Because humanity needs nature to thrive, and without natural sources there is no stable society (no food, water, health, and therewith, social or financial stability), Conservation International needed to change its mission from one of protecting biodiversity to "maintaining the health of ecosystems that give service to humanity." Governments responded more immediately than ever before to Seligmann's calls and CI's initiatives, because CI made the case that long-term national sustainability depended on nature and protecting her assets from over- and unwise development. CI began to explain why society, in very real, concrete terms, needed nature, and, moreover, why models of development needed to change how they were helping so many rural poor throughout the world.
The William and Melinda Gates Foundation, for one, responded with flexible thinking. They are dedicated to raising 100 million families out of poverty in rural Africa through agricultural reforms, and they aim to do so by erecting three pillars: different seeds, farming technologies, and creating markets. But, CI reminded the Gates Foundation, farms cannot survive without good soil, clean water, and thriving forests. By emphasizing the links between biodiversity, local annual precipitation, forest canopies, ecosystem services, and agricultural output in the nine major bread baskets in Africa, CI and the Gates foundation were able to correlate statistical data that have never been brought together (the joint venture was called the Global Monitoring Network) in order to rethink what it meant to encourage and plan development over the long term.
As abroad, so at home. Seligmann met with Lee Scott, the CEO of Wal-Mart. He handed Scott a piece of salmon bought at the company's home store in Bentonville, Arkansas. "Number one" Seligmann said, "You sell this for twenty-cents per pound cheaper than anyone else. Number two: the pink in this fish is dye. And number three, this fish was farmed off the coast of Chile, which is now a wasteland." Scott stepped back in earnest and said, "I just had my first granddaughter last week, and I don't want to do that." Conservation International helped Wal-Mart begin a project, joined by several other major NGOs, to reduce their impact on the environment that would effect every one of their 8,500 stores (Wal-Mart is the biggest private employer in the world, with over two million employees in fifteen countries, under 55 different names). Today, across all Wal-Mart locations, non-green suppliers may not supply Wal-Mart with any goods, a move that effected 100,000 independent suppliers. In one area alone, recycling, Wal-Mart saved $300 million a year by demanding that all packaging be recyclable. Conservation is not only good for the environment; it is also good for business.
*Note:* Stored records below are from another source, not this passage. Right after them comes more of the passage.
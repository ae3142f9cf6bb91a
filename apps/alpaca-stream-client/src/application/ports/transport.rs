//! Transport Port
//!
//! The narrow surface the streaming connection needs from a secure framed
//! duplex transport. Socket and TLS details stay behind it.

use async_trait::async_trait;

use super::Endpoint;
use crate::domain::streaming::{Frame, PoolExhausted};

/// Errors raised by a transport adapter.
#[derive(Debug, thiserror::Error)]
pub enum TransportError {
    /// Handshake with the server failed.
    #[error("handshake failed: {0}")]
    Handshake(String),

    /// Peer reset the connection without a close handshake.
    #[error("connection reset by peer")]
    ConnectionReset,

    /// Transport was already closed locally.
    #[error("transport already closed")]
    Closed,

    /// Frame buffer pool exhausted.
    #[error(transparent)]
    PoolExhausted(#[from] PoolExhausted),

    /// Underlying I/O or protocol error.
    #[error("transport I/O error: {0}")]
    Io(String),
}

impl TransportError {
    /// True if the error means the stream ended rather than failed.
    #[must_use]
    pub const fn is_end_of_stream(&self) -> bool {
        matches!(self, Self::ConnectionReset | Self::Closed)
    }
}

/// Frame-level operations on an open connection.
///
/// `read_frame` returns `Ok(None)` when the stream has ended without a
/// close frame. Frames returned by `read_frame` hold a lease on the
/// transport's [`FramePool`](crate::domain::streaming::FramePool) until
/// dropped.
#[async_trait]
pub trait Transport: Send {
    /// Wait for the next frame.
    async fn read_frame(&mut self) -> Result<Option<Frame>, TransportError>;

    /// Send one payload frame.
    async fn write_frame(&mut self, payload: &[u8]) -> Result<(), TransportError>;

    /// Answer a ping with a pong carrying the same bytes.
    async fn write_control_reply(&mut self, ping_payload: &[u8]) -> Result<(), TransportError>;

    /// Send a close frame and shut the connection down.
    async fn close(&mut self) -> Result<(), TransportError>;
}

/// Opens transports.
#[async_trait]
pub trait Connector: Send + Sync {
    /// Transport produced by a successful handshake.
    type Transport: Transport;

    /// Open a secure connection to `endpoint` and complete the handshake.
    async fn handshake(&self, endpoint: &Endpoint) -> Result<Self::Transport, TransportError>;
}
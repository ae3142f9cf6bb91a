#![cfg_attr(
    test,
    allow(
        clippy::unwrap_used,
        clippy::expect_used,
        clippy::significant_drop_tightening,
        clippy::too_many_lines,
        clippy::needless_pass_by_value,
        clippy::items_after_statements
    )
)]

//! Alpaca Stream Client - Market Data Streaming Connection
//!
//! A client for Alpaca's real-time market data WebSocket protocol. One
//! connection walks connect → authenticate → subscribe → stream, answers
//! keepalive pings on its own, and hands the caller payload frames as raw
//! bytes.
//!
//! # Layers (inside → outside)
//!
//! - **Domain**: Connection state machine, frame buffers, subscriptions
//!   - `streaming`: `ConnectionState`, `Frame`, `FramePool`
//!   - `subscription`: `Channel`, `DataFeed`, `SubscriptionRequest`
//!
//! - **Application**: Use cases and port definitions
//!   - `ports`: `Transport`/`Connector` traits, `Endpoint`
//!   - `services`: `StreamConnection`, two-phase shutdown
//!
//! - **Infrastructure**: Adapters and external integrations
//!   - `alpaca`: WebSocket transport, envelopes, payload decoder
//!   - `rest`: order submission and historical data
//!   - `config`, `telemetry`, `metrics`
//!
//! # Shutdown
//!
//! ```text
//!  control task                        reader task
//!  ────────────                        ───────────
//!  coordinator.close() ──cancel──────► read_message() returns None
//!        │                             reader dropped
//!        │                                  │
//!  coordinator.release(proof) ◄──connection─┘
//! ```

#![forbid(unsafe_code)]
#![warn(missing_docs)]
#![warn(clippy::pedantic)]

// =============================================================================
// Module Declarations
// =============================================================================

/// Domain layer - Connection lifecycle and subscription types.
pub mod domain;

/// Application layer - Use cases and port definitions.
pub mod application;

/// Infrastructure layer - Adapters and external integrations.
pub mod infrastructure;

// =============================================================================
// Re-exports
// =============================================================================

// Domain types
pub use domain::streaming::{
    ConnectionState, Frame, FrameBuffer, FrameKind, FramePool, IllegalTransition, LifecycleEvent,
    PoolExhausted,
};
pub use domain::subscription::{Channel, DataFeed, SubscriptionRequest, Symbol, WireFormat};

// Ports and services
pub use application::ports::{Connector, Endpoint, InvalidEndpoint, Transport, TransportError};
pub use application::services::{
    CloseHandle, CloseRequested, ShutdownCoordinator, ShutdownError, StreamConnection,
    StreamError, StreamReader,
};

// Alpaca adapters
pub use infrastructure::alpaca::{
    AuthError, CodecError, Credentials, MarketDataMessage, PayloadDecoder, SubscriptionMessage,
    WsConnector, WsTransport,
};

// Config
pub use infrastructure::config::{ClientConfig, ConfigError, Environment};

// REST
pub use infrastructure::rest::{HistoricalClient, OrdersClient, RawResponse, RestClient, RestError};

// Telemetry
pub use infrastructure::telemetry::{TelemetryConfig, TelemetryGuard, init as init_telemetry};
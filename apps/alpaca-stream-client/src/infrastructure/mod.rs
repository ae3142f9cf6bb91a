//! Infrastructure Layer - Adapters and external integrations.
//!
//! Concrete implementations of the application ports, plus the REST glue
//! and the ambient logging/metrics/config stack.

/// Alpaca market data stream adapters (WebSocket transport, envelopes).
pub mod alpaca;

/// Configuration from environment variables.
pub mod config;

/// Prometheus metrics instrumentation.
pub mod metrics;

/// Order and historical data REST clients.
pub mod rest;

/// Logging and OpenTelemetry tracing.
pub mod telemetry;
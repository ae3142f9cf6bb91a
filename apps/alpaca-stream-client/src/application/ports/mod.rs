//! Port Interfaces
//!
//! Defines the interfaces (ports) for external systems following
//! the Hexagonal Architecture pattern. These are the contracts that
//! infrastructure adapters must implement.
//!
//! ## Driven Ports (Outbound)
//!
//! - [`Connector`]: performs the secure handshake for an [`Endpoint`]
//! - [`Transport`]: frame-level read/write/close on an open connection

mod endpoint;
mod transport;

pub use endpoint::{DEFAULT_PORT, Endpoint, InvalidEndpoint};
pub use transport::{Connector, Transport, TransportError};
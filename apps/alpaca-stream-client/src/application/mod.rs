//! Application Layer - Use cases and port definitions.
//!
//! The streaming connection service and the transport ports it drives.

/// Port interfaces for the framed transport.
pub mod ports;

/// Streaming connection and shutdown coordination.
pub mod services;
"If we consider nature to be for free or valueless," Selgimann reminded the audience, "then we will only know that is not valueless when it is gone." Companies need to reevaluate their economic models to include "natural capital" appreciation, in addition to their financial and cultural capital added value. By taking into consideration the actual value that nature is already adding to businesses (for example, in using clean water), the value of those "assets" quickly becomes apparent. The bottom line: we don't just need conservation based on existing models; we need new economies that work with conservation built into them.
For all the depressing news out there, Seligmann says, we should not give up hope. "What we see emerging today is a plethora of public-private partnerships," he says. And although "Europe is way ahead; and the United States is way behind, never in history have more students, businesses, governments, and cultures come together around a common theme."